Around one and a half million people are addicted to heroin in Russia, a Health Ministry top specialist told RIA Novosti.
"Over 500,000 people are officially registered as being addicted to drugs," Yevgeny Bryun said, adding that the real figure was some three times higher. He noted that most of these people were heroin users.
He also said that while up to three million Russians had tried drugs at some point in their lives, these were not drug addicts.
"This is something the press sometimes gets mixed up," he added.
He also said that 30% of university students took or had taken drugs.
Russia is battling a rise in the flow of heroin from Afghanistan into its North Caucasus region.
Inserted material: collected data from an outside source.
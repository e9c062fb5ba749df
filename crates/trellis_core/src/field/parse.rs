//! The attribute grammar: text parsers for every field kind.
//!
//! Numbers are separated by whitespace and/or commas. Parsing is tolerant of
//! trailing garbage for multi values (extra tokens beyond the last complete
//! tuple are dropped) but strict about malformed numbers and short tuples.

use glam::{Mat4, Quat, Vec2, Vec3, Vec4};

use super::{FieldKind, FieldValue, ImageValue};
use crate::error::FieldError;

impl FieldKind {
    /// Parse `text` as a value of this kind.
    pub fn parse(self, text: &str) -> Result<FieldValue, FieldError> {
        match self {
            FieldKind::Bool => parse_bool(text).map(FieldValue::Bool),
            FieldKind::Int => Ok(FieldValue::Int(ints(text, 1)?[0])),
            FieldKind::Float => Ok(FieldValue::Float(floats(text, 1)?[0])),
            FieldKind::Double => parse_double(text).map(FieldValue::Double),
            FieldKind::String => Ok(FieldValue::String(text.to_string())),
            FieldKind::Color => floats(text, 3).map(|f| FieldValue::Color(Vec3::from_slice(&f))),
            FieldKind::ColorRgba => {
                floats(text, 4).map(|f| FieldValue::ColorRgba(Vec4::from_slice(&f)))
            }
            FieldKind::Vec2 => floats(text, 2).map(|f| FieldValue::Vec2(Vec2::from_slice(&f))),
            FieldKind::Vec3 => floats(text, 3).map(|f| FieldValue::Vec3(Vec3::from_slice(&f))),
            FieldKind::Rotation => {
                floats(text, 4).map(|f| FieldValue::Rotation(axis_angle(&f)))
            }
            FieldKind::Matrix => floats(text, 16).map(|f| {
                // Written row-major; glam stores column-major.
                let mut a = [0.0f32; 16];
                a.copy_from_slice(&f[..16]);
                FieldValue::Matrix(Mat4::from_cols_array(&a).transpose())
            }),
            FieldKind::Image => parse_image(text).map(FieldValue::Image),
            FieldKind::Ints => all_ints(text).map(FieldValue::Ints),
            FieldKind::Floats => all_floats(text).map(FieldValue::Floats),
            FieldKind::Strings => Ok(FieldValue::Strings(parse_strings(text))),
            FieldKind::Colors => tuples(text, 3).map(|t| {
                FieldValue::Colors(t.iter().map(|c| Vec3::from_slice(c)).collect())
            }),
            FieldKind::ColorsRgba => tuples(text, 4).map(|t| {
                FieldValue::ColorsRgba(t.iter().map(|c| Vec4::from_slice(c)).collect())
            }),
            FieldKind::Vec2s => tuples(text, 2).map(|t| {
                FieldValue::Vec2s(t.iter().map(|c| Vec2::from_slice(c)).collect())
            }),
            FieldKind::Vec3s => tuples(text, 3).map(|t| {
                FieldValue::Vec3s(t.iter().map(|c| Vec3::from_slice(c)).collect())
            }),
            FieldKind::Rotations => tuples(text, 4).map(|t| {
                FieldValue::Rotations(t.iter().map(|c| axis_angle(c)).collect())
            }),
        }
    }
}

fn is_sep(c: char) -> bool {
    c.is_whitespace() || c == ',' || c == '[' || c == ']'
}

fn tokens(text: &str) -> impl Iterator<Item = &str> {
    text.split(is_sep).filter(|t| !t.is_empty())
}

fn parse_bool(text: &str) -> Result<bool, FieldError> {
    let t = text.trim();
    if t.eq_ignore_ascii_case("true") {
        Ok(true)
    } else if t.eq_ignore_ascii_case("false") {
        Ok(false)
    } else {
        Err(FieldError::InvalidBool(t.to_string()))
    }
}

fn parse_double(text: &str) -> Result<f64, FieldError> {
    let tok = tokens(text)
        .next()
        .ok_or(FieldError::MissingComponents { expected: 1, found: 0 })?;
    tok.parse::<f64>()
        .map_err(|_| FieldError::InvalidNumber(tok.to_string()))
}

fn floats(text: &str, n: usize) -> Result<Vec<f32>, FieldError> {
    let mut out = Vec::with_capacity(n);
    for tok in tokens(text).take(n) {
        out.push(
            tok.parse::<f32>()
                .map_err(|_| FieldError::InvalidNumber(tok.to_string()))?,
        );
    }
    if out.len() < n {
        return Err(FieldError::MissingComponents { expected: n, found: out.len() });
    }
    Ok(out)
}

fn all_floats(text: &str) -> Result<Vec<f32>, FieldError> {
    tokens(text)
        .map(|tok| {
            tok.parse::<f32>()
                .map_err(|_| FieldError::InvalidNumber(tok.to_string()))
        })
        .collect()
}

fn parse_int(tok: &str) -> Result<i32, FieldError> {
    let parsed = if let Some(hex) = tok.strip_prefix("0x").or_else(|| tok.strip_prefix("0X")) {
        i64::from_str_radix(hex, 16)
    } else {
        tok.parse::<i64>()
    };
    parsed
        .ok()
        .and_then(|v| i32::try_from(v).ok())
        .ok_or_else(|| FieldError::InvalidNumber(tok.to_string()))
}

fn ints(text: &str, n: usize) -> Result<Vec<i32>, FieldError> {
    let mut out = Vec::with_capacity(n);
    for tok in tokens(text).take(n) {
        out.push(parse_int(tok)?);
    }
    if out.len() < n {
        return Err(FieldError::MissingComponents { expected: n, found: out.len() });
    }
    Ok(out)
}

fn all_ints(text: &str) -> Result<Vec<i32>, FieldError> {
    tokens(text).map(parse_int).collect()
}

/// Fixed-width float tuples; incomplete trailing tuples are an error.
fn tuples(text: &str, width: usize) -> Result<Vec<Vec<f32>>, FieldError> {
    let flat = all_floats(text)?;
    if flat.len() % width != 0 {
        return Err(FieldError::MissingComponents {
            expected: width,
            found: flat.len() % width,
        });
    }
    Ok(flat.chunks(width).map(|c| c.to_vec()).collect())
}

/// Axis-angle quadruple to quaternion. A degenerate axis yields identity.
fn axis_angle(f: &[f32]) -> Quat {
    let axis = Vec3::new(f[0], f[1], f[2]);
    if axis.length_squared() < 1.0e-12 {
        Quat::IDENTITY
    } else {
        Quat::from_axis_angle(axis.normalize(), f[3])
    }
}

/// String lists: `'"one" "two"'` with `\"` and `\\` escapes. Without any
/// quotes, the whole trimmed text is a single entry.
fn parse_strings(text: &str) -> Vec<String> {
    let trimmed = text.trim();
    if trimmed.is_empty() {
        return Vec::new();
    }
    if !trimmed.contains('"') {
        return vec![trimmed.to_string()];
    }

    let mut out = Vec::new();
    let mut current = String::new();
    let mut in_quotes = false;
    let mut escaped = false;
    for c in trimmed.chars() {
        if !in_quotes {
            if c == '"' {
                in_quotes = true;
                current.clear();
            }
            continue;
        }
        if escaped {
            current.push(c);
            escaped = false;
        } else if c == '\\' {
            escaped = true;
        } else if c == '"' {
            in_quotes = false;
            out.push(std::mem::take(&mut current));
        } else {
            current.push(c);
        }
    }
    out
}

/// Largest pixel count `parse_image` accepts (a 4096x4096 image).
const MAX_IMAGE_PIXELS: u64 = 4096 * 4096;

/// Images: `width height components pixel...` with decimal or `0x` pixels.
/// Missing pixels are padded with zero, extras dropped. The pixel count is
/// computed in `u64` and capped so hostile dimensions cannot overflow or
/// allocate unbounded memory.
fn parse_image(text: &str) -> Result<ImageValue, FieldError> {
    let ints = all_ints(text)?;
    if ints.len() < 3 {
        return Err(FieldError::MissingComponents { expected: 3, found: ints.len() });
    }
    let width = ints[0].max(0) as u32;
    let height = ints[1].max(0) as u32;
    let components = ints[2].clamp(0, 4) as u32;
    let total = u64::from(width) * u64::from(height);
    if total > MAX_IMAGE_PIXELS {
        return Err(FieldError::ImageTooLarge { width, height });
    }
    let mut pixels: Vec<u32> = ints[3..].iter().map(|&p| p as u32).collect();
    pixels.resize(total as usize, 0);
    Ok(ImageValue { width, height, components, pixels })
}

#[cfg(test)]
mod tests {
    use super::*;

    #[test]
    fn test_parse_bool() {
        assert_eq!(FieldKind::Bool.parse("TRUE").unwrap(), FieldValue::Bool(true));
        assert_eq!(FieldKind::Bool.parse(" false ").unwrap(), FieldValue::Bool(false));
        assert!(FieldKind::Bool.parse("yes").is_err());
    }

    #[test]
    fn test_parse_vec3_with_commas() {
        let v = FieldKind::Vec3.parse("1, 2.5, -3").unwrap();
        assert_eq!(v, FieldValue::Vec3(Vec3::new(1.0, 2.5, -3.0)));
    }

    #[test]
    fn test_parse_vec3_short() {
        assert_eq!(
            FieldKind::Vec3.parse("1 2"),
            Err(FieldError::MissingComponents { expected: 3, found: 2 })
        );
    }

    #[test]
    fn test_parse_rotation() {
        let v = FieldKind::Rotation.parse("0 1 0 1.5707963").unwrap();
        let q = v.as_rotation().unwrap();
        let expected = Quat::from_axis_angle(Vec3::Y, 1.5707963);
        assert!(q.abs_diff_eq(expected, 1.0e-6));
    }

    #[test]
    fn test_parse_rotation_zero_axis() {
        let v = FieldKind::Rotation.parse("0 0 0 2.0").unwrap();
        assert_eq!(v.as_rotation(), Some(Quat::IDENTITY));
    }

    #[test]
    fn test_parse_matrix_row_major() {
        let v = FieldKind::Matrix
            .parse("1 0 0 5  0 1 0 6  0 0 1 7  0 0 0 1")
            .unwrap();
        let m = v.as_matrix().unwrap();
        assert_eq!(m.transform_point3(Vec3::ZERO), Vec3::new(5.0, 6.0, 7.0));
    }

    #[test]
    fn test_parse_index_list() {
        let v = FieldKind::Ints.parse("0 1 2 -1 3 4 5 -1").unwrap();
        assert_eq!(v.as_ints().unwrap(), &[0, 1, 2, -1, 3, 4, 5, -1]);
    }

    #[test]
    fn test_parse_mf_vec3_brackets() {
        let v = FieldKind::Vec3s.parse("[0 0 0, 1 1 1]").unwrap();
        assert_eq!(v.as_vec3s().unwrap(), &[Vec3::ZERO, Vec3::ONE]);
    }

    #[test]
    fn test_parse_mf_vec3_ragged() {
        assert!(FieldKind::Vec3s.parse("0 0 0 1 1").is_err());
    }

    #[test]
    fn test_parse_strings_quoted() {
        let v = FieldKind::Strings.parse(r#""EXAMINE" "ANY""#).unwrap();
        assert_eq!(v.as_strings().unwrap(), &["EXAMINE", "ANY"]);
    }

    #[test]
    fn test_parse_strings_escaped() {
        let v = FieldKind::Strings.parse(r#""say \"hi\"" "b\\c""#).unwrap();
        assert_eq!(v.as_strings().unwrap(), &[r#"say "hi""#, r"b\c"]);
    }

    #[test]
    fn test_parse_strings_bare() {
        let v = FieldKind::Strings.parse("walkthrough").unwrap();
        assert_eq!(v.as_strings().unwrap(), &["walkthrough"]);
    }

    #[test]
    fn test_parse_image_hex() {
        let v = FieldKind::Image.parse("2 1 3 0xFF0000 0x00FF00").unwrap();
        match v {
            FieldValue::Image(img) => {
                assert_eq!((img.width, img.height, img.components), (2, 1, 3));
                assert_eq!(img.pixels, vec![0xFF0000, 0x00FF00]);
            }
            other => panic!("unexpected value: {other:?}"),
        }
    }

    #[test]
    fn test_parse_image_pads_missing_pixels() {
        let v = FieldKind::Image.parse("2 2 1 7").unwrap();
        match v {
            FieldValue::Image(img) => assert_eq!(img.pixels, vec![7, 0, 0, 0]),
            other => panic!("unexpected value: {other:?}"),
        }
    }

    #[test]
    fn test_parse_image_rejects_oversized_dimensions() {
        assert_eq!(
            FieldKind::Image.parse("100000 100000 3"),
            Err(FieldError::ImageTooLarge { width: 100000, height: 100000 })
        );
    }

    #[test]
    fn test_parse_same_kind() {
        let v = FieldValue::Float(1.0);
        assert_eq!(v.parse_same_kind("2.5").unwrap(), FieldValue::Float(2.5));
        assert!(v.parse_same_kind("abc").is_err());
    }
}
Afghanistan produces more than 90% of the world's opium, the main raw material for heroin and a major source of revenue for the Taliban-led insurgency in the country.
Afghan opium production increased dramatically after the U.S.-led invasion that toppled the Taliban in 2001, and Russia has been one of the most affected countries, with heroin consumption rising steeply.
Russia was the biggest consumer of Afghan heroin in 2008, accounting for 21% of Afghanistan's production according to the UNODC report "Addiction, Crime and Insurgency" released in February
There are around 30,000 deaths annually from heroin in Russia, which also sees around a million deaths each year from alcohol or tobacco-related diseases.